Several bays, designated generally by the numeral 30, are formed at one end of a structure. The bays are formed from a pair of generally horizontally disposed spaced, parallel girders 31 and 32, and a plurality of spaced beams 33, 34, 35 and 36 which extend transversely between the girders 31 and 32 and are connected thereto. Extending transversely outward from the bays is a larger unit formed by beams 39, 40 and 41. The beams and girders are secured to columns collectively identified as 42. Extending transversely to the end beams and girders are a plurality of end notched, pre-cast concrete joists shown generally as 43, such as shown in FIG. 3, which fit securely over the compression flanges of the beams and girders. At selected intervals across the structure, lines of joists are tied together 44, to form continuous tension or compression ties to the bays. Securing the structure against lateral displacement are guy wires or struts 45 which are anchored to the ground and connected to the structure by any convenient means. The combined action of the guys, the end-notched concrete joists and the continuous tension ties substantially prevent lateral displacement or buckling of the girders under construction loads.

It should be understood that the combined action of the horizontal trusses and continuous ties is a preferred embodiment and that while the bays shown in the drawings are formed at the end portions of the various structures, they may also be formed at intermediate positions within the structure itself, for example, across the center of the structure.

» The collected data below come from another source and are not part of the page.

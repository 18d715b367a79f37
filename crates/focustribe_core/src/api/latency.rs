//! Artificial network round-trip delay.

use std::time::Duration;

/// Suspends once, then runs the wrapped operation to completion.
///
/// The delay is the only suspension point: the operation itself is a plain
/// synchronous closure, so no mutation can be split across awaits.
#[derive(Debug, Clone, Copy, PartialEq, Eq)]
pub struct LatencySimulator {
    delay: Duration,
}

impl LatencySimulator {
    pub fn new(delay: Duration) -> Self {
        Self { delay }
    }

    pub fn none() -> Self {
        Self::new(Duration::ZERO)
    }

    pub fn delay(&self) -> Duration {
        self.delay
    }

    pub async fn run<T>(&self, operation: impl FnOnce() -> T) -> T {
        if !self.delay.is_zero() {
            tokio::time::sleep(self.delay).await;
        }
        operation()
    }
}

#[cfg(test)]
mod tests {
    use super::LatencySimulator;
    use std::time::Duration;

    #[tokio::test(start_paused = true)]
    async fn run_waits_before_operation() {
        let latency = LatencySimulator::new(Duration::from_millis(300));
        let started = tokio::time::Instant::now();
        let value = latency.run(|| 42).await;
        assert_eq!(value, 42);
        assert!(started.elapsed() >= Duration::from_millis(300));
    }
}
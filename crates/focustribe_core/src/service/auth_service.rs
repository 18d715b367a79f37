//! Identity adjunct for the mock backend.
//!
//! # Responsibility
//! - Keep the current user's profile under the `user` key.
//! - Check sign-up/sign-in input shape; no real authentication happens here.
//!
//! # Invariants
//! - Passwords are checked for presence and never persisted.
//! - Emails are trimmed and lowercased before storage or comparison.

use crate::model::user::{Credentials, RegisterRequest, UserProfile};
use crate::model::validation::ValidationError;
use crate::model::required_text;
use crate::repo::RepoResult;
use crate::store::{StoreAdapter, USER_KEY};
use chrono::{DateTime, Utc};
use log::info;
use once_cell::sync::Lazy;
use regex::Regex;
use uuid::Uuid;

static EMAIL_RE: Lazy<Regex> =
    Lazy::new(|| Regex::new(r"^[^\s@]+@[^\s@]+\.[^\s@]+$").expect("valid email regex"));

pub struct AuthService<'a> {
    store: &'a mut StoreAdapter,
    now: DateTime<Utc>,
}

impl<'a> AuthService<'a> {
    pub fn new(store: &'a mut StoreAdapter, now: DateTime<Utc>) -> Self {
        Self { store, now }
    }

    pub fn current_user(&self) -> Option<UserProfile> {
        stored_user(&*self.store)
    }

    /// Creates a fresh profile and makes it the current user.
    pub fn register(&mut self, request: RegisterRequest) -> RepoResult<UserProfile> {
        let name = required_text(&request.name, "name")?;
        let email = normalize_email(&request.email)?;
        required_text(&request.password, "password")?;

        let profile = UserProfile {
            id: Uuid::new_v4(),
            name,
            email,
            created_at: self.now,
        };
        self.store.save(USER_KEY, &profile);
        info!("event=auth_register module=auth status=ok");
        Ok(profile)
    }

    /// Signs in, reusing the stored profile when the email matches.
    pub fn login(&mut self, credentials: Credentials) -> RepoResult<UserProfile> {
        let email = normalize_email(&credentials.email)?;
        required_text(&credentials.password, "password")?;

        if let Some(existing) = self
            .current_user()
            .filter(|profile| profile.email == email)
        {
            info!("event=auth_login module=auth status=ok profile=existing");
            return Ok(existing);
        }

        let name = email
            .split('@')
            .next()
            .unwrap_or_default()
            .to_string();
        let profile = UserProfile {
            id: Uuid::new_v4(),
            name,
            email,
            created_at: self.now,
        };
        self.store.save(USER_KEY, &profile);
        info!("event=auth_login module=auth status=ok profile=new");
        Ok(profile)
    }

    pub fn logout(&mut self) {
        self.store.remove(USER_KEY);
        info!("event=auth_logout module=auth status=ok");
    }
}

fn normalize_email(value: &str) -> Result<String, ValidationError> {
    let email = required_text(value, "email")?.to_lowercase();
    if !EMAIL_RE.is_match(&email) {
        return Err(ValidationError::InvalidEmail(email));
    }
    Ok(email)
}

/// Profile saved by the last register or login, if any.
pub(crate) fn stored_user(store: &StoreAdapter) -> Option<UserProfile> {
    store.load_present(USER_KEY)
}

#[cfg(test)]
mod tests {
    use super::normalize_email;
    use crate::model::validation::ValidationError;

    #[test]
    fn normalize_email_lowercases_and_validates() {
        assert_eq!(
            normalize_email("  Ada@Example.COM ").unwrap(),
            "ada@example.com"
        );
        assert!(matches!(
            normalize_email("not-an-email"),
            Err(ValidationError::InvalidEmail(_))
        ));
        assert_eq!(
            normalize_email(" "),
            Err(ValidationError::MissingField("email"))
        );
    }
}
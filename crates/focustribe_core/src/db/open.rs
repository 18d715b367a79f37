//! Connection bootstrap for the key-value store.
//!
//! # Invariants
//! - Returned connections have migrations fully applied.
//! - Every open attempt emits one `db_open` start event and one outcome event.

use super::migrations::apply_migrations;
use super::DbResult;
use log::{error, info};
use rusqlite::Connection;
use std::path::Path;
use std::time::{Duration, Instant};

/// Opens (or creates) a SQLite store file and applies pending migrations.
pub fn open_db(path: impl AsRef<Path>) -> DbResult<Connection> {
    open_with("file", || Connection::open(path))
}

/// Opens a private in-memory store and applies all migrations.
///
/// Used by tests and by backends configured without a database path.
pub fn open_db_in_memory() -> DbResult<Connection> {
    open_with("memory", Connection::open_in_memory)
}

fn open_with(
    mode: &'static str,
    connect: impl FnOnce() -> rusqlite::Result<Connection>,
) -> DbResult<Connection> {
    let started_at = Instant::now();
    info!("event=db_open module=db status=start mode={mode}");

    let mut conn = connect().map_err(|err| {
        error!(
            "event=db_open module=db status=error mode={mode} duration_ms={} error_code=db_open_failed error={}",
            started_at.elapsed().as_millis(),
            err
        );
        err
    })?;

    if let Err(err) = bootstrap_connection(&mut conn) {
        error!(
            "event=db_open module=db status=error mode={mode} duration_ms={} error_code=db_bootstrap_failed error={}",
            started_at.elapsed().as_millis(),
            err
        );
        return Err(err);
    }

    info!(
        "event=db_open module=db status=ok mode={mode} duration_ms={}",
        started_at.elapsed().as_millis()
    );
    Ok(conn)
}

fn bootstrap_connection(conn: &mut Connection) -> DbResult<()> {
    conn.busy_timeout(Duration::from_secs(5))?;
    apply_migrations(conn)?;
    Ok(())
}
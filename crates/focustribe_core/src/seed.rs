//! Demo records used on first run when nothing has been persisted.
//!
//! Dates are relative to the moment of first run so the dashboard has
//! something due today.

use crate::clock::start_of_day;
use crate::model::session::{FocusSession, NewSession, SessionStatus};
use crate::model::task::{NewTask, Priority, Task, TaskStatus};
use crate::model::tribe::{NewTribe, Tribe, TribePatch, TribeRole};
use chrono::{DateTime, Duration, Local, Utc};

/// Seed collections in repository list order.
#[derive(Debug, Clone, Default)]
pub struct SeedData {
    pub tasks: Vec<Task>,
    pub tribes: Vec<Tribe>,
    pub sessions: Vec<FocusSession>,
}

impl SeedData {
    pub fn empty() -> Self {
        Self::default()
    }

    /// Demo records dated relative to `now`. Until a collection is first
    /// written, each open rebuilds its demo records from the current time.
    pub fn demo(now: DateTime<Local>) -> Self {
        Self {
            tasks: demo_tasks(now),
            tribes: demo_tribes(now),
            sessions: demo_sessions(now),
        }
    }
}

fn demo_tasks(now: DateTime<Local>) -> Vec<Task> {
    let today = start_of_day(now).with_timezone(&Utc);
    let created = now.with_timezone(&Utc) - Duration::days(2);
    let specs = [
        (
            5,
            NewTask {
                description: Some("Slides and a short live walkthrough".to_string()),
                priority: Some(Priority::High),
                due_date: Some(today + Duration::hours(17)),
                tribe_id: Some(1),
                starred: Some(true),
                tags: vec!["work".to_string()],
                ..NewTask::titled("Prepare sprint demo")
            },
        ),
        (
            4,
            NewTask {
                due_date: Some(today + Duration::days(1) + Duration::hours(12)),
                tribe_id: Some(1),
                tags: vec!["work".to_string(), "review".to_string()],
                ..NewTask::titled("Review pull requests")
            },
        ),
        (
            3,
            NewTask {
                priority: Some(Priority::Low),
                status: Some(TaskStatus::Completed),
                tags: vec!["habit".to_string()],
                ..NewTask::titled("Morning reading")
            },
        ),
        (
            2,
            NewTask {
                priority: Some(Priority::High),
                status: Some(TaskStatus::InProgress),
                starred: Some(true),
                ..NewTask::titled("Plan weekly goals")
            },
        ),
        (
            1,
            NewTask {
                priority: Some(Priority::Low),
                due_date: Some(today + Duration::days(3) + Duration::hours(9)),
                tags: vec!["personal".to_string()],
                ..NewTask::titled("Book dentist appointment")
            },
        ),
    ];

    specs
        .into_iter()
        .filter_map(|(id, input)| Task::from_input(id, input, created).ok())
        .collect()
}

fn demo_tribes(now: DateTime<Local>) -> Vec<Tribe> {
    let created = now.with_timezone(&Utc) - Duration::days(30);
    let specs = [
        (1, "Deep Work Club", TribeRole::Leader, "indigo", 5, 4, 3),
        (2, "Morning Runners", TribeRole::Member, "emerald", 12, 2, 6),
        (3, "Rust Study Group", TribeRole::Member, "amber", 8, 6, 2),
    ];

    specs
        .into_iter()
        .filter_map(|(id, name, role, color, members, active_tasks, active_today)| {
            let input = NewTribe {
                color: Some(color.to_string()),
                role: Some(role),
                ..NewTribe::named(name)
            };
            let mut tribe = Tribe::from_input(id, input, created).ok()?;
            tribe
                .apply_patch(
                    TribePatch {
                        members: Some(members),
                        active_tasks: Some(active_tasks),
                        active_today: Some(active_today),
                        ..TribePatch::default()
                    },
                    created,
                )
                .ok()?;
            Some(tribe)
        })
        .collect()
}

fn demo_sessions(now: DateTime<Local>) -> Vec<FocusSession> {
    let now = now.with_timezone(&Utc);
    let specs = [
        (2, "Sprint demo prep", 45, now - Duration::hours(1), Some(5)),
        (1, "Reading block", 30, now - Duration::days(1), None),
    ];

    specs
        .into_iter()
        .filter_map(|(id, title, duration, date, task_id)| {
            let input = NewSession {
                duration: Some(duration),
                date: Some(date),
                status: Some(SessionStatus::Completed),
                task_id,
                ..NewSession::titled(title)
            };
            FocusSession::from_input(id, input, date).ok()
        })
        .collect()
}

#[cfg(test)]
mod tests {
    use super::SeedData;
    use chrono::{Local, TimeZone};

    #[test]
    fn demo_seed_is_consistent_and_ordered_newest_first() {
        let seed = SeedData::demo(Local.with_ymd_and_hms(2026, 3, 10, 12, 0, 0).unwrap());
        assert_eq!(seed.tasks.len(), 5);
        assert!(seed.tasks.iter().all(|task| task.is_consistent()));
        assert!(seed.tasks.windows(2).all(|pair| pair[0].id > pair[1].id));
        assert_eq!(seed.tribes.len(), 3);
        assert!(seed.tribes.iter().all(|tribe| tribe.members >= 1));
        assert_eq!(seed.sessions.len(), 2);
    }
}
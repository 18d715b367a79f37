//! Use-case services over the repositories.
//!
//! # Responsibility
//! - Compose repositories, identifier allocation and durability into the
//!   backend facade.
//! - Keep the identity adjunct separate from entity state.

pub mod auth_service;
pub mod backend;
//! Dashboard feed: up to ten tasks in three priority bands.
//!
//! 1. Due on today's local calendar day, completed or not.
//! 2. Incomplete and starred.
//! 3. Any other incomplete task.
//!
//! Each band skips identifiers already placed, so no task appears twice.

use crate::model::task::{Task, TaskId};
use chrono::{DateTime, Local};
use std::collections::HashSet;

pub const DASHBOARD_FEED_LIMIT: usize = 10;

pub fn build_dashboard_feed(tasks: &[Task], now: DateTime<Local>) -> Vec<Task> {
    let today = now.date_naive();
    let bands: [&dyn Fn(&Task) -> bool; 3] = [
        &|task: &Task| {
            task.due_date
                .is_some_and(|due| due.with_timezone(&Local).date_naive() == today)
        },
        &|task: &Task| !task.completed && task.starred,
        &|task: &Task| !task.completed,
    ];

    let mut placed: HashSet<TaskId> = HashSet::new();
    let mut feed = Vec::with_capacity(DASHBOARD_FEED_LIMIT);
    for band in bands {
        for task in tasks.iter().filter(|task| band(task)) {
            if feed.len() == DASHBOARD_FEED_LIMIT {
                return feed;
            }
            if placed.insert(task.id) {
                feed.push(task.clone());
            }
        }
    }
    feed
}
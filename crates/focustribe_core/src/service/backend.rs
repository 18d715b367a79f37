//! Mock backend facade.
//!
//! # Responsibility
//! - Own the store adapter, identifier allocator and all repositories as one
//!   explicitly constructed object.
//! - Route every collaborator operation to the owning repository.
//! - Recompute derived stats after each successful mutation.
//!
//! # Invariants
//! - Every operation runs to completion synchronously; none contains a
//!   suspension point between allocation, mutation and persistence.
//! - Stats snapshots are never persisted and never reused across mutations.

use crate::clock::{Clock, SystemClock};
use crate::config::BackendConfig;
use crate::db::{open_db, open_db_in_memory, DbResult};
use crate::ids::{Counters, IdAllocator};
use crate::model::session::{FocusSession, NewSession, SessionId, SessionPatch};
use crate::model::task::{NewTask, Task, TaskId, TaskPatch};
use crate::model::tribe::{NewTribe, Tribe, TribeId, TribePatch};
use crate::model::user::{Credentials, RegisterRequest, UserProfile};
use crate::repo::session_repo::{SessionFilter, SessionRepository};
use crate::repo::task_repo::{TaskFilter, TaskRepository};
use crate::repo::tribe_repo::TribeRepository;
use crate::repo::{DeleteConfirmation, RepoResult, WriteContext};
use crate::seed::SeedData;
use crate::service::auth_service::{stored_user, AuthService};
use crate::stats::{
    build_dashboard_feed, compute_analytics, compute_stats, Analytics, DashboardStats,
    DerivedStats,
};
use crate::store::{KeyValueStore, PersistenceFailure, SqliteKvStore, StoreAdapter};
use chrono::{DateTime, Local, Utc};
use log::{debug, info};

/// Durability sink, identifier source and clock shared by all writes.
struct WriteState {
    store: StoreAdapter,
    ids: IdAllocator,
    clock: Box<dyn Clock>,
}

impl WriteState {
    fn now(&self) -> DateTime<Local> {
        self.clock.now()
    }

    fn context(&mut self) -> WriteContext<'_> {
        let now = self.clock.now().with_timezone(&Utc);
        WriteContext {
            store: &mut self.store,
            ids: &mut self.ids,
            now,
        }
    }
}

pub struct Backend {
    config: BackendConfig,
    writes: WriteState,
    tasks: TaskRepository,
    tribes: TribeRepository,
    sessions: SessionRepository,
    last_stats: DerivedStats,
}

impl Backend {
    /// Opens the configured SQLite medium using the wall clock.
    pub fn open(config: BackendConfig) -> DbResult<Self> {
        Self::open_with_clock(config, Box::new(SystemClock))
    }

    pub fn open_with_clock(config: BackendConfig, clock: Box<dyn Clock>) -> DbResult<Self> {
        let conn = match &config.db_path {
            Some(path) => open_db(path)?,
            None => open_db_in_memory()?,
        };
        let medium = SqliteKvStore::new(conn, config.namespace.clone());
        Ok(Self::with_medium(config, Box::new(medium), clock))
    }

    /// Builds a backend over any key-value medium.
    ///
    /// Persisted collections win over seed data; counters are seeded from the
    /// loaded collections and then overridden by any persisted counters.
    pub fn with_medium(
        config: BackendConfig,
        medium: Box<dyn KeyValueStore>,
        clock: Box<dyn Clock>,
    ) -> Self {
        let mut store = StoreAdapter::new(medium);
        let seed = if config.seed_demo_data {
            SeedData::demo(clock.now())
        } else {
            SeedData::empty()
        };

        let tasks = TaskRepository::load(&mut store, &seed.tasks);
        let tribes = TribeRepository::load(&mut store, &seed.tribes);
        let sessions = SessionRepository::load(&mut store, &seed.sessions);
        let ids = IdAllocator::restore(
            &store,
            Counters::seeded(tasks.max_id(), tribes.max_id(), sessions.max_id()),
        );

        let mut backend = Self {
            config,
            writes: WriteState { store, ids, clock },
            tasks,
            tribes,
            sessions,
            last_stats: DerivedStats::default(),
        };
        backend.refresh_stats();
        info!(
            "event=backend_open module=service status=ok namespace={} tasks={} tribes={} sessions={}",
            backend.config.namespace,
            backend.tasks.len(),
            backend.tribes.len(),
            backend.sessions.as_slice().len()
        );
        backend
    }

    pub fn config(&self) -> &BackendConfig {
        &self.config
    }

    pub fn counters(&self) -> Counters {
        self.writes.ids.counters()
    }

    /// Drains durability failures absorbed since the last call.
    pub fn take_persistence_failures(&mut self) -> Vec<PersistenceFailure> {
        self.writes.store.take_failures()
    }

    // Tasks

    pub fn list_tasks(&self, filter: &TaskFilter) -> Vec<Task> {
        self.tasks.list(filter)
    }

    pub fn get_task(&self, id: TaskId) -> RepoResult<Task> {
        self.tasks.get(id)
    }

    pub fn create_task(&mut self, input: NewTask) -> RepoResult<Task> {
        let result = self.tasks.create(input, &mut self.writes.context());
        self.settle(result)
    }

    pub fn update_task(&mut self, id: TaskId, patch: TaskPatch) -> RepoResult<Task> {
        let result = self.tasks.update(id, patch, &mut self.writes.context());
        self.settle(result)
    }

    pub fn delete_task(&mut self, id: TaskId) -> RepoResult<DeleteConfirmation> {
        let result = self.tasks.delete(id, &mut self.writes.store);
        self.settle(result)
    }

    pub fn toggle_task_completed(&mut self, id: TaskId) -> RepoResult<Task> {
        let result = self.tasks.toggle_completed(id, &mut self.writes.context());
        self.settle(result)
    }

    /// Starring has no effect on stats, so no snapshot refresh is needed.
    pub fn toggle_task_starred(&mut self, id: TaskId) -> RepoResult<Task> {
        self.tasks.toggle_starred(id, &mut self.writes.context())
    }

    // Tribes

    pub fn list_tribes(&self) -> Vec<Tribe> {
        self.tribes.list()
    }

    pub fn get_tribe(&self, id: TribeId) -> RepoResult<Tribe> {
        self.tribes.get(id)
    }

    pub fn create_tribe(&mut self, input: NewTribe) -> RepoResult<Tribe> {
        let result = self.tribes.create(input, &mut self.writes.context());
        self.settle(result)
    }

    pub fn update_tribe(&mut self, id: TribeId, patch: TribePatch) -> RepoResult<Tribe> {
        let result = self.tribes.update(id, patch, &mut self.writes.context());
        self.settle(result)
    }

    pub fn delete_tribe(&mut self, id: TribeId) -> RepoResult<DeleteConfirmation> {
        let result = self.tribes.delete(id, &mut self.writes.store);
        self.settle(result)
    }

    pub fn add_tribe_member(&mut self, id: TribeId) -> RepoResult<Tribe> {
        let result = self.tribes.add_member(id, &mut self.writes.context());
        self.settle(result)
    }

    pub fn remove_tribe_member(&mut self, id: TribeId) -> RepoResult<Tribe> {
        let result = self.tribes.remove_member(id, &mut self.writes.context());
        self.settle(result)
    }

    // Focus sessions

    pub fn list_sessions(&self, filter: &SessionFilter) -> Vec<FocusSession> {
        self.sessions.list(filter)
    }

    pub fn get_session(&self, id: SessionId) -> RepoResult<FocusSession> {
        self.sessions.get(id)
    }

    pub fn create_session(&mut self, input: NewSession) -> RepoResult<FocusSession> {
        let result = self.sessions.create(input, &mut self.writes.context());
        self.settle(result)
    }

    pub fn update_session(
        &mut self,
        id: SessionId,
        patch: SessionPatch,
    ) -> RepoResult<FocusSession> {
        let result = self.sessions.update(id, patch, &mut self.writes.context());
        self.settle(result)
    }

    pub fn complete_session(&mut self, id: SessionId) -> RepoResult<FocusSession> {
        let result = self.sessions.complete(id, &mut self.writes.context());
        self.settle(result)
    }

    pub fn delete_session(&mut self, id: SessionId) -> RepoResult<DeleteConfirmation> {
        let result = self.sessions.delete(id, &mut self.writes.store);
        self.settle(result)
    }

    // Derived views

    /// Recomputes stats from live state.
    pub fn stats(&self) -> DerivedStats {
        compute_stats(
            self.tasks.as_slice(),
            self.tribes.as_slice(),
            self.sessions.as_slice(),
            self.writes.now(),
        )
    }

    /// Snapshot taken after the most recent mutation (or at open).
    pub fn last_stats(&self) -> DerivedStats {
        self.last_stats
    }

    pub fn dashboard_stats(&self) -> DashboardStats {
        DashboardStats {
            stats: self.stats(),
            recent_tasks: build_dashboard_feed(self.tasks.as_slice(), self.writes.now()),
        }
    }

    pub fn analytics(&self) -> Analytics {
        compute_analytics(self.tasks.as_slice())
    }

    // Identity

    pub fn current_user(&self) -> Option<UserProfile> {
        stored_user(&self.writes.store)
    }

    pub fn register(&mut self, request: RegisterRequest) -> RepoResult<UserProfile> {
        self.auth().register(request)
    }

    pub fn login(&mut self, credentials: Credentials) -> RepoResult<UserProfile> {
        self.auth().login(credentials)
    }

    pub fn logout(&mut self) {
        self.auth().logout();
    }

    fn auth(&mut self) -> AuthService<'_> {
        let now = self.writes.now().with_timezone(&Utc);
        AuthService::new(&mut self.writes.store, now)
    }

    fn settle<T>(&mut self, result: RepoResult<T>) -> RepoResult<T> {
        if result.is_ok() {
            self.refresh_stats();
        }
        result
    }

    fn refresh_stats(&mut self) {
        self.last_stats = self.stats();
        debug!(
            "event=stats_recompute module=service status=ok due_today={} completed={} total={}",
            self.last_stats.due_today,
            self.last_stats.tasks_progress.completed,
            self.last_stats.tasks_progress.total
        );
    }
}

The invention may be embodied in other specific forms without departing from the spirit or the essential characteristics thereof. The present embodiments are therefore to be considered in all respects as illustrative and not restrictive, the scope of the invention being indicated by the appended claims rather than by the foregoing description, and all changes which come within the meaning and range of equivalency of the claims are therefore intended to be embraced therein.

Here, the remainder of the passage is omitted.